The zinc finger protein Gfi1 is implicated in the regulation of IgG2b production and the expression of Iγ2b germline transcripts

Gfi1 is a zinc finger transcription factor that is undetectable in B lymphocytes but its expression rises rapidly upon antigenic stimulation or treatment with lipopolysaccharide (LPS). Here we show that Gfi1(-/-) mice have higher serum levels of gamma isotype immunoglobulin than WT animals. When challenged with antigen, Gfi1(-/-) mice react with accelerated formation of PNA(+)/CD19(+) germinal center B cells and an increased production of antigen-specific IgG2a and IgG2b.

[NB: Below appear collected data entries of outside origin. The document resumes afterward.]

//! Timer error types.

use thiserror::Error;

/// A segment sequence the engine refused to load.
#[derive(Debug, Clone, PartialEq, Eq, Error)]
pub enum LoadError {
    #[error("cannot load an empty segment sequence")]
    EmptySequence,

    #[error("segment {index} is invalid: {reason}")]
    InvalidSegment { index: usize, reason: &'static str },
}

/// Errors returned by a runner handle.
#[derive(Debug, Error)]
pub enum RunnerError {
    /// The runner task has stopped.
    #[error("timer runner is no longer running")]
    Closed,

    #[error(transparent)]
    Load(#[from] LoadError),
}
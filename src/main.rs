//! Interval Timer CLI - segment-based workout timer
//!
//! Manage workout plans and run them in the terminal:
//! - simple work/rest cycles
//! - built-in presets (Tabata, EMOM, ...)
//! - custom segment lists loaded from JSON

use std::path::Path;
use std::sync::Arc;

use anyhow::{Context, Result};
use clap::{CommandFactory, Parser};
use tokio::io::BufReader;

use interval_timer::cli::{
    run_session, AddSimpleArgs, Cli, Commands, Display, PlanCommands, RunArgs, SessionOutcome,
};
use interval_timer::config::AppConfig;
use interval_timer::cue::TerminalBell;
use interval_timer::plan::presets::is_preset_id;
use interval_timer::plan::{PlanDefaults, PlanDraft, PlanStore, PlanStoreError};
use interval_timer::storage::FileStore;

/// Main entry point
#[tokio::main(flavor = "current_thread")]
async fn main() {
    // Parse command line arguments
    let cli = Cli::parse();

    // Initialize logging
    init_tracing(cli.verbose);

    // Execute command
    if let Err(e) = execute(cli).await {
        Display::show_error(&format!("{:#}", e));
        std::process::exit(1);
    }
}

/// Initializes the tracing subscriber for logging.
fn init_tracing(verbose: bool) {
    use tracing_subscriber::{fmt, EnvFilter};

    let default_level = if verbose { "info" } else { "warn" };
    let filter =
        EnvFilter::try_from_default_env().unwrap_or_else(|_| EnvFilter::new(default_level));

    fmt()
        .with_env_filter(filter)
        .with_target(false)
        .without_time()
        .with_writer(std::io::stderr)
        .init();
}

/// Executes the CLI command.
async fn execute(cli: Cli) -> Result<()> {
    if cli.verbose {
        tracing::info!("Verbose mode enabled");
    }

    match cli.command {
        Some(Commands::Completions { shell }) => generate_completions(shell),
        Some(command) => {
            let config = AppConfig::load(cli.config.as_deref())?;
            let mut store = open_store(&config, cli.data_dir.as_deref())?;
            execute_with_store(&mut store, &config, command).await?;
        }
        None => {
            // No command provided, show help
            Cli::command().print_help()?;
        }
    }

    Ok(())
}

/// Executes a command that needs the plan store.
async fn execute_with_store(
    store: &mut PlanStore<FileStore>,
    config: &AppConfig,
    command: Commands,
) -> Result<()> {
    match command {
        Commands::Plans { command } => execute_plans(store, config, command)?,
        Commands::Activate { id } => {
            if !store.set_active(&id)? {
                anyhow::bail!("Plan not found: {}", id);
            }
            if let Some(plan) = store.get_by_id(&id) {
                Display::show_activated(&plan);
            }
        }
        Commands::Deactivate => {
            store.clear_active()?;
            Display::show_deactivated();
        }
        Commands::Active => Display::show_active(store.active_plan().as_ref()),
        Commands::Run(args) => run_workout(store, config, args).await?,
        Commands::Completions { shell } => generate_completions(shell),
    }

    Ok(())
}

/// Opens the file-backed plan store.
fn open_store(config: &AppConfig, data_dir: Option<&Path>) -> Result<PlanStore<FileStore>> {
    let dir = config.resolve_data_dir(data_dir)?;
    tracing::info!("Using data directory {}", dir.display());

    let backend = FileStore::open(&dir)?;
    let store = PlanStore::open(backend)
        .with_context(|| format!("Failed to load plans from {}", dir.display()))?;
    Ok(store.with_defaults(PlanDefaults {
        alert_time: config.default_alert_time,
        ..PlanDefaults::default()
    }))
}

/// Executes a `plans` subcommand.
fn execute_plans(
    store: &mut PlanStore<FileStore>,
    config: &AppConfig,
    command: PlanCommands,
) -> Result<()> {
    match command {
        PlanCommands::List => Display::show_plan_list(store.list_all(), store.active_id()),
        PlanCommands::Presets => Display::show_presets(store.presets(), store.active_id()),
        PlanCommands::Show { id } => {
            let plan = store
                .get_by_id(&id)
                .with_context(|| format!("Plan not found: {}", id))?;
            Display::show_plan(&plan, store.active_id() == Some(id.as_str()));
        }
        PlanCommands::Add { file } => {
            let draft = read_draft(&file)?;
            save_draft(store, &draft)?;
        }
        PlanCommands::AddSimple(args) => {
            let draft = simple_draft(&args, config);
            save_draft(store, &draft)?;
        }
        PlanCommands::Delete { id } => {
            if is_preset_id(&id) {
                anyhow::bail!("Built-in presets cannot be deleted");
            }
            if !store.delete_by_id(&id)? {
                anyhow::bail!("Plan not found: {}", id);
            }
            Display::show_deleted(&id);
        }
    }
    Ok(())
}

/// Reads a plan draft from a JSON file, or stdin for `-`.
fn read_draft(path: &Path) -> Result<PlanDraft> {
    let json = if path == Path::new("-") {
        std::io::read_to_string(std::io::stdin()).context("Failed to read plan from stdin")?
    } else {
        std::fs::read_to_string(path)
            .with_context(|| format!("Failed to read {}", path.display()))?
    };
    serde_json::from_str(&json).context("Plan file is not a valid plan JSON object")
}

fn simple_draft(args: &AddSimpleArgs, config: &AppConfig) -> PlanDraft {
    let mut draft = PlanDraft::simple(
        args.name.clone(),
        i64::from(args.work),
        i64::from(args.rest),
        i64::from(args.reps),
    )
    .with_alert_time(i64::from(args.alert.unwrap_or(config.default_alert_time)));
    if let Some(description) = &args.description {
        draft = draft.with_description(description.clone());
    }
    draft
}

fn save_draft(store: &mut PlanStore<FileStore>, draft: &PlanDraft) -> Result<()> {
    match store.save(draft) {
        Ok(id) => {
            Display::show_saved(&id);
            Ok(())
        }
        Err(PlanStoreError::Validation(err)) => {
            Display::show_validation_errors(&err.messages);
            anyhow::bail!("Plan was not saved")
        }
        Err(e) => Err(e.into()),
    }
}

/// Runs the requested or active plan in the foreground.
async fn run_workout(
    store: &mut PlanStore<FileStore>,
    config: &AppConfig,
    args: RunArgs,
) -> Result<()> {
    let id = match args.plan.or_else(|| store.active_id().map(str::to_string)) {
        Some(id) => id,
        None => anyhow::bail!("No active plan. Pass --plan <id> or run `activate <id>` first"),
    };
    let plan = store
        .get_by_id(&id)
        .with_context(|| format!("Plan not found: {}", id))?;

    store.increment_usage(&plan.id)?;

    let bell = Arc::new(TerminalBell::new(config.bell && !args.no_bell));
    let input = BufReader::new(tokio::io::stdin());
    let outcome = run_session(&plan, config.tick_interval(), bell, input).await?;

    if outcome == SessionOutcome::Interrupted {
        tracing::info!("Workout interrupted");
    }
    Ok(())
}

/// Generates shell completion scripts.
fn generate_completions(shell: clap_complete::Shell) {
    use clap_complete::generate;
    use std::io;

    let mut cmd = Cli::command();
    let bin_name = cmd.get_name().to_string();
    generate(shell, &mut cmd, bin_name, &mut io::stdout());
}

// ============================================================================
// Tests
// ============================================================================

Moreover, Gfi1(-/-) B cells secrete more IgG2a and IgG2b than WT cells and produce higher levels of I gamma 2b sterile germline transcripts when cultured with LPS. While the proliferative response to stimulation with anti-IgM antibodies and plasma cell differentiation was normal in Gfi1(-/-) B cells, we found that mRNA and protein levels of TGF beta 1 were significantly increased in the absence of Gfi1. TGF beta 1 has been shown to be essential for the regulation of IgG subclass production and was previously found to selectively stimulate IgG2b secretion. our findings reveal a new function of Gfi1 in the control of IgG isotype production.